## Supplied records
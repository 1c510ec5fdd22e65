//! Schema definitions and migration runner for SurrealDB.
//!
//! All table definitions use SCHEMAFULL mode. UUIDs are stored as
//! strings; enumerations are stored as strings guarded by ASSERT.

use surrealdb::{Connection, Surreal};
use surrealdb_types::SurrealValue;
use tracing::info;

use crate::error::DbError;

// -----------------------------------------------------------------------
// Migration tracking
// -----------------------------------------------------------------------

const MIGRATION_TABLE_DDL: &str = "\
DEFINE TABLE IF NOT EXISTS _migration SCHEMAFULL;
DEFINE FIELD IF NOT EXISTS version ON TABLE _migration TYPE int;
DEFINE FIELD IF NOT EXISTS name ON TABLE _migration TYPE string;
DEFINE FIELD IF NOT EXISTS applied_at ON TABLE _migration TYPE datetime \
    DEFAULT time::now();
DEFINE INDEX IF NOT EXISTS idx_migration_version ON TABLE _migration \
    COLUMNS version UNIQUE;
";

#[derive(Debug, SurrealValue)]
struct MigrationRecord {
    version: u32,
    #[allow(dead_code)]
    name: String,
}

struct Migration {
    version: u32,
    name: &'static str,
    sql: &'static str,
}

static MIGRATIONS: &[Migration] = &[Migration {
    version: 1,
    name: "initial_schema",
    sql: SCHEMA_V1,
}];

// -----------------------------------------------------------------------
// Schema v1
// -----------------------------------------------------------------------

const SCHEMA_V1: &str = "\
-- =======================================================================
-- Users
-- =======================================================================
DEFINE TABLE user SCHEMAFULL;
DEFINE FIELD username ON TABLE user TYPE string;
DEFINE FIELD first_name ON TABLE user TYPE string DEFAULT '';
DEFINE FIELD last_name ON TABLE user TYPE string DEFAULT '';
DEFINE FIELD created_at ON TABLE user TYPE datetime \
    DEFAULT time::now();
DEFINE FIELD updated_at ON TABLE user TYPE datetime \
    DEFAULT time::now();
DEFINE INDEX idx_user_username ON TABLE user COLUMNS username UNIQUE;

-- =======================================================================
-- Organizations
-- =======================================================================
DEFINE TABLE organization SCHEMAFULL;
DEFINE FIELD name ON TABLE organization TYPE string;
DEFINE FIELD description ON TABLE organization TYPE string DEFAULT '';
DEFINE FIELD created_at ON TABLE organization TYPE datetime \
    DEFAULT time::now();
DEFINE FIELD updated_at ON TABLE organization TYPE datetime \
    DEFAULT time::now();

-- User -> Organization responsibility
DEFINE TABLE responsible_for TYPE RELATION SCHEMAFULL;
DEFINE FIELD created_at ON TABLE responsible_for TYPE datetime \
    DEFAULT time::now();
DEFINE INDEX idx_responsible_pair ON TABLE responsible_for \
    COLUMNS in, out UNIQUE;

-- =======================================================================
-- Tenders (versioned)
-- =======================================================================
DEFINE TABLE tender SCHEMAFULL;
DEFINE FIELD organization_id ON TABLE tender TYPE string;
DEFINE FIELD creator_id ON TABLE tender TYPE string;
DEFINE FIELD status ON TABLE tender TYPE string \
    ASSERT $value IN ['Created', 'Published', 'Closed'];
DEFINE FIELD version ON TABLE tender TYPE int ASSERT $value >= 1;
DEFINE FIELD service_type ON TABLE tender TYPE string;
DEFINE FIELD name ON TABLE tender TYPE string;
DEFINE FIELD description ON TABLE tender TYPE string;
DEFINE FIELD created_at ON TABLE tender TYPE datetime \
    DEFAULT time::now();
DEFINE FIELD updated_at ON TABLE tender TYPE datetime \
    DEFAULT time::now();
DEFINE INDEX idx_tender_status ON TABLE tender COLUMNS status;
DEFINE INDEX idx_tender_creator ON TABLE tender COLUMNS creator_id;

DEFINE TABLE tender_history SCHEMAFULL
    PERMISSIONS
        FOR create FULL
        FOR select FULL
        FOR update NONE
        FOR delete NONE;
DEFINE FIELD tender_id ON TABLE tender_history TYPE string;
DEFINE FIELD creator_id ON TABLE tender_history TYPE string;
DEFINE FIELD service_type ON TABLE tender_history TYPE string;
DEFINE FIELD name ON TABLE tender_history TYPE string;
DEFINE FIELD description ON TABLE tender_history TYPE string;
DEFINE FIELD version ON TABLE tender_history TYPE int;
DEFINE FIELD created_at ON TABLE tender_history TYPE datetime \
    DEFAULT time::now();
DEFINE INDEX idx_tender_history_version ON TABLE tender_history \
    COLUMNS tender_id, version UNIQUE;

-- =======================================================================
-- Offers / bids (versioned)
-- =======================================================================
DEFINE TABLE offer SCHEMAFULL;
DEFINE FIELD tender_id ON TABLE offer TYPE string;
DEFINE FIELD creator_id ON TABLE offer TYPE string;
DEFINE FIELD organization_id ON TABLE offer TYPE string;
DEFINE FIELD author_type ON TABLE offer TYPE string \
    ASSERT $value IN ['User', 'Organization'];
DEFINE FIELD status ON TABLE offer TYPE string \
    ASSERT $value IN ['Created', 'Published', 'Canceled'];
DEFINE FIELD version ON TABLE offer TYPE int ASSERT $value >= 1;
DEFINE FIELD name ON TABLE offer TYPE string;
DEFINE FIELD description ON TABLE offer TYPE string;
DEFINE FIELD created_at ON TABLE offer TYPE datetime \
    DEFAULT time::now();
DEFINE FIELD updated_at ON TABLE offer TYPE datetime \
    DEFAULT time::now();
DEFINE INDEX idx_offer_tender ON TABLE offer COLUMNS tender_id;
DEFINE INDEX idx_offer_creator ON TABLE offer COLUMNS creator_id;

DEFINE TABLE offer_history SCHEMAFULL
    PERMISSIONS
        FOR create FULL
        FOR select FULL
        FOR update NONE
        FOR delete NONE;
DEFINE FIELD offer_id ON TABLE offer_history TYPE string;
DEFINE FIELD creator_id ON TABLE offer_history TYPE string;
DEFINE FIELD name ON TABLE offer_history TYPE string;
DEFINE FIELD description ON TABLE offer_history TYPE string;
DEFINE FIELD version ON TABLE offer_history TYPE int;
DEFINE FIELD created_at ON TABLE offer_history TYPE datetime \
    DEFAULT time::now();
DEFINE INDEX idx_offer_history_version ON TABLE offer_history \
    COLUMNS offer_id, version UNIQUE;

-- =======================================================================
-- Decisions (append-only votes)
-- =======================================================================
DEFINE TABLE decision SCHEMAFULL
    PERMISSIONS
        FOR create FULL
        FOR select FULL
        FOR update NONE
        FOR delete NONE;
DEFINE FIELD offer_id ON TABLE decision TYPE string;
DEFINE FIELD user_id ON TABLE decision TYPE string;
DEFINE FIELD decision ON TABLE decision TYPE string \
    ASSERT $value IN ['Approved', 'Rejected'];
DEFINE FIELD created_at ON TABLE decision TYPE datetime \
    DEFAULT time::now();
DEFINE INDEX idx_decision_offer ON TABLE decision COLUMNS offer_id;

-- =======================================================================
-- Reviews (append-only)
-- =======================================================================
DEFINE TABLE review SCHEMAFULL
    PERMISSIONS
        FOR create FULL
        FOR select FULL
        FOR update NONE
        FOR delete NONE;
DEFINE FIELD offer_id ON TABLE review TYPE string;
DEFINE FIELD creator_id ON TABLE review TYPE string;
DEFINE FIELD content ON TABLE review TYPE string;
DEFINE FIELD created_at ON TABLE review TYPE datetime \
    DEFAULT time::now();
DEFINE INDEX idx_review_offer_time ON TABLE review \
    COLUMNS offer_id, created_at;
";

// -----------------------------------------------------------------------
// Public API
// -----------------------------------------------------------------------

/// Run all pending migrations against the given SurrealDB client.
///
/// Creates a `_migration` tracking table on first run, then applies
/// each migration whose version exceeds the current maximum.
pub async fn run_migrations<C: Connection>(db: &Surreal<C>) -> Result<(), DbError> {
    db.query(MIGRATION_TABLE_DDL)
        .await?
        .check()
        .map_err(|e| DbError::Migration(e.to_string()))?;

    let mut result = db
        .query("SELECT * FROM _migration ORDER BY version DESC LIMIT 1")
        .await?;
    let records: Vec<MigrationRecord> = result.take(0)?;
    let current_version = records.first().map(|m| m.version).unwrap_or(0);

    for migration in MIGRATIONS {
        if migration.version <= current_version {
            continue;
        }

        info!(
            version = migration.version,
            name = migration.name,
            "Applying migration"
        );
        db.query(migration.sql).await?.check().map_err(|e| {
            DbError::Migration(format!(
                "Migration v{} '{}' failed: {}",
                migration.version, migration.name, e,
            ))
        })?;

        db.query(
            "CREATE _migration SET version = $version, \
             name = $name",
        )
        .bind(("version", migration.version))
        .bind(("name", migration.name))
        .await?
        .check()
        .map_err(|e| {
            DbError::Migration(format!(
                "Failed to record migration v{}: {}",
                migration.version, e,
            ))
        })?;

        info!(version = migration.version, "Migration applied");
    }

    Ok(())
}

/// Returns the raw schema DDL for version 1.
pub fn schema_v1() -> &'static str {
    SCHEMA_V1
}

## Exercise
Output each line of the listing in which the string "info" is found.

## Response for this exercise
use tracing::info;
        info!(
        info!(version = migration.version, "Migration applied");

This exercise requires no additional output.